§ **TASK STATEMENT**: Each record below should be repeated precisely as written.

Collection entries

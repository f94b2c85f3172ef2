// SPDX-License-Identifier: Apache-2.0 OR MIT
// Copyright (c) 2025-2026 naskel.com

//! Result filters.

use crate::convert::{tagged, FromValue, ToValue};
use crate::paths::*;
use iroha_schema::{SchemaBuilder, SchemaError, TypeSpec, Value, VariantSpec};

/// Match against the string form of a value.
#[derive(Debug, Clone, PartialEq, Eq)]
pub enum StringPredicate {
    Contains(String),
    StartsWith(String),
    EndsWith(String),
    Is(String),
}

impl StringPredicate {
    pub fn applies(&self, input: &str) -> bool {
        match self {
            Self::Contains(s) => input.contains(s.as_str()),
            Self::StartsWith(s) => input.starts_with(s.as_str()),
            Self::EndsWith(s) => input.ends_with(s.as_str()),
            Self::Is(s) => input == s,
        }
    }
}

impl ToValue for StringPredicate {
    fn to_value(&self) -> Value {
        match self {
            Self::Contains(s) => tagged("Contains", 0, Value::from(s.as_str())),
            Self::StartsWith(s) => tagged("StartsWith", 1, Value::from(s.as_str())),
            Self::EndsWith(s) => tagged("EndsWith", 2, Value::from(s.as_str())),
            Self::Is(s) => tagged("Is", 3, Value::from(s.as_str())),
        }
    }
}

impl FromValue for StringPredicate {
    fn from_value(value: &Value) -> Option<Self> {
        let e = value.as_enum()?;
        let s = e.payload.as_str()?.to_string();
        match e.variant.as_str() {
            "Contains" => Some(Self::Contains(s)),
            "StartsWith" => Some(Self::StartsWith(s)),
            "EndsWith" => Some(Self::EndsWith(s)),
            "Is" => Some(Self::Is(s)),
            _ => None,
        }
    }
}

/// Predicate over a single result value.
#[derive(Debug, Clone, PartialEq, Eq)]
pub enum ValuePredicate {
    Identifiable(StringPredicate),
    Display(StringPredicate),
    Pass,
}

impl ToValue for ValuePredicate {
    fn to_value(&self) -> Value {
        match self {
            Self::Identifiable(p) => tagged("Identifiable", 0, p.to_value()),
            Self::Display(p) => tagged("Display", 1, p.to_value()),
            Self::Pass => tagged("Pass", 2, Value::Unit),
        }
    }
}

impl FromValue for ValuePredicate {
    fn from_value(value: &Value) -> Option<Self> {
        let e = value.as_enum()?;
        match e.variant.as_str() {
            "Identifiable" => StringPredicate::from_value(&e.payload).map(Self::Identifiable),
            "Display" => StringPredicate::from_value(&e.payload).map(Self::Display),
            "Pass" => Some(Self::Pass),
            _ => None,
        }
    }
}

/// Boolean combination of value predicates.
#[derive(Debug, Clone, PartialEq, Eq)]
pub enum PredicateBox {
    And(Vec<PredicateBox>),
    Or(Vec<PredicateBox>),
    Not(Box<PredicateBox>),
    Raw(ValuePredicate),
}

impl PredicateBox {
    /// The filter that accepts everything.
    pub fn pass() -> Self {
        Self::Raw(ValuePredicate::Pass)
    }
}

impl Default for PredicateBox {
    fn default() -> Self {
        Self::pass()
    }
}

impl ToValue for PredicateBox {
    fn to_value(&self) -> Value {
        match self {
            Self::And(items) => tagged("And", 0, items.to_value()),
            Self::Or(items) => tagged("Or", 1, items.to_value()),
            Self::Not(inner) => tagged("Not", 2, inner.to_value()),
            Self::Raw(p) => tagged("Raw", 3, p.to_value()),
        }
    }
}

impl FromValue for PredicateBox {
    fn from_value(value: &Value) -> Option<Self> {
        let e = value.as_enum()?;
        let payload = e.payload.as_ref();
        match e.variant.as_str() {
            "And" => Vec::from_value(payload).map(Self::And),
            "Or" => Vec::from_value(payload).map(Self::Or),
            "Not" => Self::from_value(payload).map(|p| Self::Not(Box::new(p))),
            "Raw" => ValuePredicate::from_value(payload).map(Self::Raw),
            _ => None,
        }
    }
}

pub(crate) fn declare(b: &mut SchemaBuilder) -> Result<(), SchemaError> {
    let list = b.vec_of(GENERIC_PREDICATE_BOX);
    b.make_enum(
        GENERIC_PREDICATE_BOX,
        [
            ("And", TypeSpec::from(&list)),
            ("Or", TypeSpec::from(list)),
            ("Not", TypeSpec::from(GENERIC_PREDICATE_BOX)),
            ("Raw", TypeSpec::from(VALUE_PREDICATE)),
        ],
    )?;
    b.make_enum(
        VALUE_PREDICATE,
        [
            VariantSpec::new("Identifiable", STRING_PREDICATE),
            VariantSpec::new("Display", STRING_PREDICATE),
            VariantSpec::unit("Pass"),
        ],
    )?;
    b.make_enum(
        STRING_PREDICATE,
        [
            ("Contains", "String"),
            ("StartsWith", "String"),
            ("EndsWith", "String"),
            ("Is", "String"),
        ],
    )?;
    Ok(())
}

§ **TASK OUTPUT**:
repository f94b2c85f3172ef2
// SPDX-License-Identifier: Apache-2.0 OR MIT
// Copyright (c) 2025-2026 naskel.com

//! Result filters.

use crate::convert::{tagged, FromValue, ToValue};
use crate::paths::*;
use iroha_schema::{SchemaBuilder, SchemaError, TypeSpec, Value, VariantSpec};

/// Match against the string form of a value.
#[derive(Debug, Clone, PartialEq, Eq)]
pub enum StringPredicate {
    Contains(String),
    StartsWith(String),
    EndsWith(String),
    Is(String),
}

impl StringPredicate {
    pub fn applies(&self, input: &str) -> bool {
        match self {
            Self::Contains(s) => input.contains(s.as_str()),
            Self::StartsWith(s) => input.starts_with(s.as_str()),
            Self::EndsWith(s) => input.ends_with(s.as_str()),
            Self::Is(s) => input == s,
        }
    }
}

impl ToValue for StringPredicate {
    fn to_value(&self) -> Value {
        match self {
            Self::Contains(s) => tagged("Contains", 0, Value::from(s.as_str())),
            Self::StartsWith(s) => tagged("StartsWith", 1, Value::from(s.as_str())),
            Self::EndsWith(s) => tagged("EndsWith", 2, Value::from(s.as_str())),
            Self::Is(s) => tagged("Is", 3, Value::from(s.as_str())),
        }
    }
}

impl FromValue for StringPredicate {
    fn from_value(value: &Value) -> Option<Self> {
        let e = value.as_enum()?;
        let s = e.payload.as_str()?.to_string();
        match e.variant.as_str() {
            "Contains" => Some(Self::Contains(s)),
            "StartsWith" => Some(Self::StartsWith(s)),
            "EndsWith" => Some(Self::EndsWith(s)),
            "Is" => Some(Self::Is(s)),
            _ => None,
        }
    }
}

/// Predicate over a single result value.
#[derive(Debug, Clone, PartialEq, Eq)]
pub enum ValuePredicate {
    Identifiable(StringPredicate),
    Display(StringPredicate),
    Pass,
}

impl ToValue for ValuePredicate {
    fn to_value(&self) -> Value {
        match self {
            Self::Identifiable(p) => tagged("Identifiable", 0, p.to_value()),
            Self::Display(p) => tagged("Display", 1, p.to_value()),
            Self::Pass => tagged("Pass", 2, Value::Unit),
        }
    }
}

impl FromValue for ValuePredicate {
    fn from_value(value: &Value) -> Option<Self> {
        let e = value.as_enum()?;
        match e.variant.as_str() {
            "Identifiable" => StringPredicate::from_value(&e.payload).map(Self::Identifiable),
            "Display" => StringPredicate::from_value(&e.payload).map(Self::Display),
            "Pass" => Some(Self::Pass),
            _ => None,
        }
    }
}

/// Boolean combination of value predicates.
#[derive(Debug, Clone, PartialEq, Eq)]
pub enum PredicateBox {
    And(Vec<PredicateBox>),
    Or(Vec<PredicateBox>),
    Not(Box<PredicateBox>),
    Raw(ValuePredicate),
}

impl PredicateBox {
    /// The filter that accepts everything.
    pub fn pass() -> Self {
        Self::Raw(ValuePredicate::Pass)
    }
}

impl Default for PredicateBox {
    fn default() -> Self {
        Self::pass()
    }
}

impl ToValue for PredicateBox {
    fn to_value(&self) -> Value {
        match self {
            Self::And(items) => tagged("And", 0, items.to_value()),
            Self::Or(items) => tagged("Or", 1, items.to_value()),
            Self::Not(inner) => tagged("Not", 2, inner.to_value()),
            Self::Raw(p) => tagged("Raw", 3, p.to_value()),
        }
    }
}

impl FromValue for PredicateBox {
    fn from_value(value: &Value) -> Option<Self> {
        let e = value.as_enum()?;
        let payload = e.payload.as_ref();
        match e.variant.as_str() {
            "And" => Vec::from_value(payload).map(Self::And),
            "Or" => Vec::from_value(payload).map(Self::Or),
            "Not" => Self::from_value(payload).map(|p| Self::Not(Box::new(p))),
            "Raw" => ValuePredicate::from_value(payload).map(Self::Raw),
            _ => None,
        }
    }
}

pub(crate) fn declare(b: &mut SchemaBuilder) -> Result<(), SchemaError> {
    let list = b.vec_of(GENERIC_PREDICATE_BOX);
    b.make_enum(
        GENERIC_PREDICATE_BOX,
        [
            ("And", TypeSpec::from(&list)),
            ("Or", TypeSpec::from(list)),
            ("Not", TypeSpec::from(GENERIC_PREDICATE_BOX)),
            ("Raw", TypeSpec::from(VALUE_PREDICATE)),
        ],
    )?;
    b.make_enum(
        VALUE_PREDICATE,
        [
            VariantSpec::new("Identifiable", STRING_PREDICATE),
            VariantSpec::new("Display", STRING_PREDICATE),
            VariantSpec::unit("Pass"),
        ],
    )?;
    b.make_enum(
        STRING_PREDICATE,
        [
            ("Contains", "String"),
            ("StartsWith", "String"),
            ("EndsWith", "String"),
            ("Is", "String"),
        ],
    )?;
    Ok(())
}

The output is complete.